But wait, there's more to this cutting-edge decision. Not only have we replaced a centuries-old tradition with a dash of AI flair, but we've also managed to make filler text even more inconsequential and pretentious. Why stick with the tried and true when you can have a machine generate something that's equally irrelevant but far more verbose? Truly, the future of procrastination is here, and it's dressed in a cloak of technological grandiosity. Bravo!


-

My programming is open source on GitHub and developed by @rikudou@lemmings.world. Contact my developer on either platform to ask questions, send feedback, and report issues.

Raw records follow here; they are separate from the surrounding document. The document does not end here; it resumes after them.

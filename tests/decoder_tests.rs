//! Integration tests for the input decoder
//!
//! These tests drive the decoder through the public API with realistic byte
//! streams: pasted text, escape sequences split across reads, and adversarial
//! chunking produced by proptest.

use std::time::{Duration, Instant};

use ansikey::{Decoder, InputEvent, Modifiers, SpecialKey};

use proptest::prelude::*;

/// Feed bytes one at a time, as a slow serial line would deliver them.
fn feed_bytewise(decoder: &mut Decoder, bytes: &[u8]) -> Vec<InputEvent> {
    let mut events = Vec::new();
    for byte in bytes {
        events.extend(decoder.feed(&[*byte]));
    }
    events
}

fn keypress(text: &str) -> InputEvent {
    InputEvent::Keypress(text.to_string())
}

fn special(key: SpecialKey) -> InputEvent {
    InputEvent::Special {
        key,
        mods: Modifiers::default(),
    }
}

// ============================================================================
// Plain text
// ============================================================================

#[test]
fn test_pasted_ascii_line() {
    let mut decoder = Decoder::new();
    let events = decoder.feed(b"ls -la\r");
    let expected: Vec<InputEvent> = "ls -la\r".chars().map(|c| keypress(&c.to_string())).collect();
    assert_eq!(events, expected);
}

#[test]
fn test_utf8_text_reassembled() {
    let mut decoder = Decoder::new();
    let events = decoder.feed("héllo wörld…".as_bytes());
    let text: String = events
        .iter()
        .map(|e| match e {
            InputEvent::Keypress(t) => t.as_str(),
            other => panic!("unexpected event {other:?}"),
        })
        .collect();
    assert_eq!(text, "héllo wörld…");
}

#[test]
fn test_utf8_split_across_reads() {
    let mut decoder = Decoder::new();
    let bytes = "日".as_bytes();
    assert!(decoder.feed(&bytes[..1]).is_empty());
    assert!(decoder.feed(&bytes[1..2]).is_empty());
    assert_eq!(decoder.feed(&bytes[2..]), vec![keypress("日")]);
}

// ============================================================================
// Escape sequences
// ============================================================================

#[test]
fn test_arrow_keys() {
    let mut decoder = Decoder::new();
    let events = decoder.feed(b"\x1b[A\x1b[B\x1b[C\x1b[D");
    assert_eq!(
        events,
        vec![
            special(SpecialKey::Up),
            special(SpecialKey::Down),
            special(SpecialKey::Right),
            special(SpecialKey::Left),
        ]
    );
}

#[test]
fn test_modified_arrow() {
    let mut decoder = Decoder::new();
    let events = decoder.feed(b"\x1b[1;5C");
    assert_eq!(
        events,
        vec![InputEvent::Special {
            key: SpecialKey::Right,
            mods: Modifiers {
                control: true,
                ..Default::default()
            },
        }]
    );
}

#[test]
fn test_function_keys_tilde_coded() {
    let mut decoder = Decoder::new();
    let events = decoder.feed(b"\x1b[11~\x1b[24~");
    assert_eq!(events, vec![special(SpecialKey::F1), special(SpecialKey::F12)]);
}

#[test]
fn test_ss3_function_keys() {
    let mut decoder = Decoder::new();
    let events = decoder.feed(b"\x1bOP\x1bOS");
    assert_eq!(events, vec![special(SpecialKey::F1), special(SpecialKey::F4)]);
}

#[test]
fn test_sequence_split_across_reads() {
    let mut decoder = Decoder::new();
    assert!(decoder.feed(b"\x1b").is_empty());
    assert!(decoder.feed(b"[").is_empty());
    assert!(decoder.feed(b"1;2").is_empty());
    let events = decoder.feed(b"H");
    assert_eq!(
        events,
        vec![InputEvent::Special {
            key: SpecialKey::Home,
            mods: Modifiers {
                shift: true,
                ..Default::default()
            },
        }]
    );
}

#[test]
fn test_cursor_position_report() {
    let mut decoder = Decoder::new();
    let events = decoder.feed(b"\x1b[12;40R");
    assert_eq!(
        events,
        vec![InputEvent::Position {
            row: "12".to_string(),
            col: "40".to_string(),
        }]
    );
}

#[test]
fn test_device_status_report() {
    let mut decoder = Decoder::new();
    assert_eq!(decoder.feed(b"\x1b[0n"), vec![InputEvent::Status("0".to_string())]);
}

#[test]
fn test_interrupt_between_sequences() {
    let mut decoder = Decoder::new();
    let events = decoder.feed(b"a\x03\x1b[A");
    assert_eq!(
        events,
        vec![keypress("a"), InputEvent::Interrupt, special(SpecialKey::Up)]
    );
}

#[test]
fn test_unknown_key_code_is_recoverable() {
    let mut decoder = Decoder::new();
    let events = decoder.feed(b"\x1b[99~\x1b[A");
    assert_eq!(
        events,
        vec![
            InputEvent::Unrecognized("99".to_string()),
            special(SpecialKey::Up),
        ]
    );
}

// ============================================================================
// Escape disambiguation timeout
// ============================================================================

#[test]
fn test_bare_escape_times_out_to_escape_key() {
    let mut decoder = Decoder::new();
    assert!(decoder.feed(b"\x1b").is_empty());
    let deadline = decoder.deadline().expect("timer must be armed");

    let mut events = Vec::new();
    // Before the deadline nothing fires
    assert!(!decoder.poll_timeout(deadline - Duration::from_millis(1), &mut events));
    assert!(events.is_empty());

    assert!(decoder.poll_timeout(deadline, &mut events));
    assert_eq!(events, vec![special(SpecialKey::Escape)]);
    assert!(decoder.deadline().is_none());
}

#[test]
fn test_following_byte_cancels_timeout() {
    let mut decoder = Decoder::new();
    decoder.feed(b"\x1b");
    let events = decoder.feed(b"[A");
    assert_eq!(events, vec![special(SpecialKey::Up)]);
    assert!(decoder.deadline().is_none());

    let mut out = Vec::new();
    assert!(!decoder.poll_timeout(Instant::now() + Duration::from_secs(1), &mut out));
    assert!(out.is_empty());
}

// ============================================================================
// Malformed input
// ============================================================================

#[test]
fn test_truncated_utf8_dumped_and_rescanned() {
    let mut decoder = Decoder::new();
    // 0xE4 promises two continuation bytes but an arrow sequence interrupts
    let events = decoder.feed(b"\xe4\x1b[A");
    assert_eq!(events, vec![keypress("ä"), special(SpecialKey::Up)]);
}

#[test]
fn test_invalid_continuation_dumps_each_byte() {
    let mut decoder = Decoder::new();
    // Lead byte, one valid continuation, then a plain letter
    let events = decoder.feed(b"\xe4\xb8A");
    assert_eq!(events, vec![keypress("ä"), keypress("¸"), keypress("A")]);
}

#[test]
fn test_dump_across_feed_boundary() {
    let mut decoder = Decoder::new();
    assert!(decoder.feed(b"\xf0\x9f").is_empty());
    let events = decoder.feed(b"x");
    assert_eq!(events, vec![keypress("ð"), keypress("\u{9f}"), keypress("x")]);
}

#[test]
fn test_oversized_parameter_sequence_survives() {
    let mut decoder = Decoder::new();
    let mut input = b"\x1b[".to_vec();
    input.extend(std::iter::repeat(b'9').take(200));
    input.push(b'~');
    // Excess parameter bytes are dropped; the sequence still terminates and
    // decoding continues
    let events = decoder.feed(&input);
    assert_eq!(events.len(), 1);
    assert!(matches!(events[0], InputEvent::Unrecognized(_)));
    assert_eq!(decoder.feed(b"a"), vec![keypress("a")]);
}

#[test]
fn test_unknown_escape_follower_is_literal() {
    let mut decoder = Decoder::new();
    let events = decoder.feed(b"\x1bZ");
    assert_eq!(events, vec![keypress("Z")]);
}

// ============================================================================
// Properties
// ============================================================================

proptest! {
    /// Chunking never changes the decoded events.
    #[test]
    fn prop_chunking_is_invisible(bytes in proptest::collection::vec(any::<u8>(), 0..256)) {
        let mut batch = Decoder::new();
        let mut serial = Decoder::new();

        let batched = batch.feed(&bytes);
        let bytewise = feed_bytewise(&mut serial, &bytes);

        prop_assert_eq!(batched, bytewise);
    }

    /// Every ASCII byte except ^C and ESC decodes to exactly one keypress.
    #[test]
    fn prop_plain_ascii_is_one_keypress(byte in 0u8..0x80) {
        prop_assume!(byte != 0x03 && byte != 0x1b);
        let mut decoder = Decoder::new();
        let events = decoder.feed(&[byte]);
        prop_assert_eq!(events.len(), 1);
        prop_assert!(events[0].is_keypress());
    }

    /// Valid UTF-8 text passes through losslessly as keypresses.
    #[test]
    fn prop_utf8_text_lossless(text in "\\PC{0,40}") {
        prop_assume!(!text.contains('\u{1b}') && !text.contains('\u{03}'));
        let mut decoder = Decoder::new();
        let events = decoder.feed(text.as_bytes());
        let mut reassembled = String::new();
        for event in &events {
            match event {
                InputEvent::Keypress(t) => reassembled.push_str(t),
                other => prop_assert!(false, "unexpected event {:?}", other),
            }
        }
        prop_assert_eq!(reassembled, text);
    }

    /// The decoder never panics and always drains what it was fed.
    #[test]
    fn prop_arbitrary_bytes_never_wedge(bytes in proptest::collection::vec(any::<u8>(), 0..512)) {
        let mut decoder = Decoder::new();
        let _ = decoder.feed(&bytes);
        prop_assert_eq!(decoder.pending_bytes(), 0);
    }
}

[–] brie@beehaw.org 8 points 1 year ago (1 children)

Although I do like the idea of having some other information outside of the spoiler, I'm of the opinion that bots should distinguish themselves with the bot flag, and no more. The message should introduce the content, rather than the bot itself, and information about the bot should go in the bot's bio.

Here's a summary of the article! This summary is 100% shorter than the article:

Summary

[–] nfld0001@beehaw.org 2 points 1 year ago

Admittedly, I agree with you in making the footprint leaner if it can be helped. The Lemmy UI and best practices working with that would ideally handle flagging the bot and let people make informed decisions from there.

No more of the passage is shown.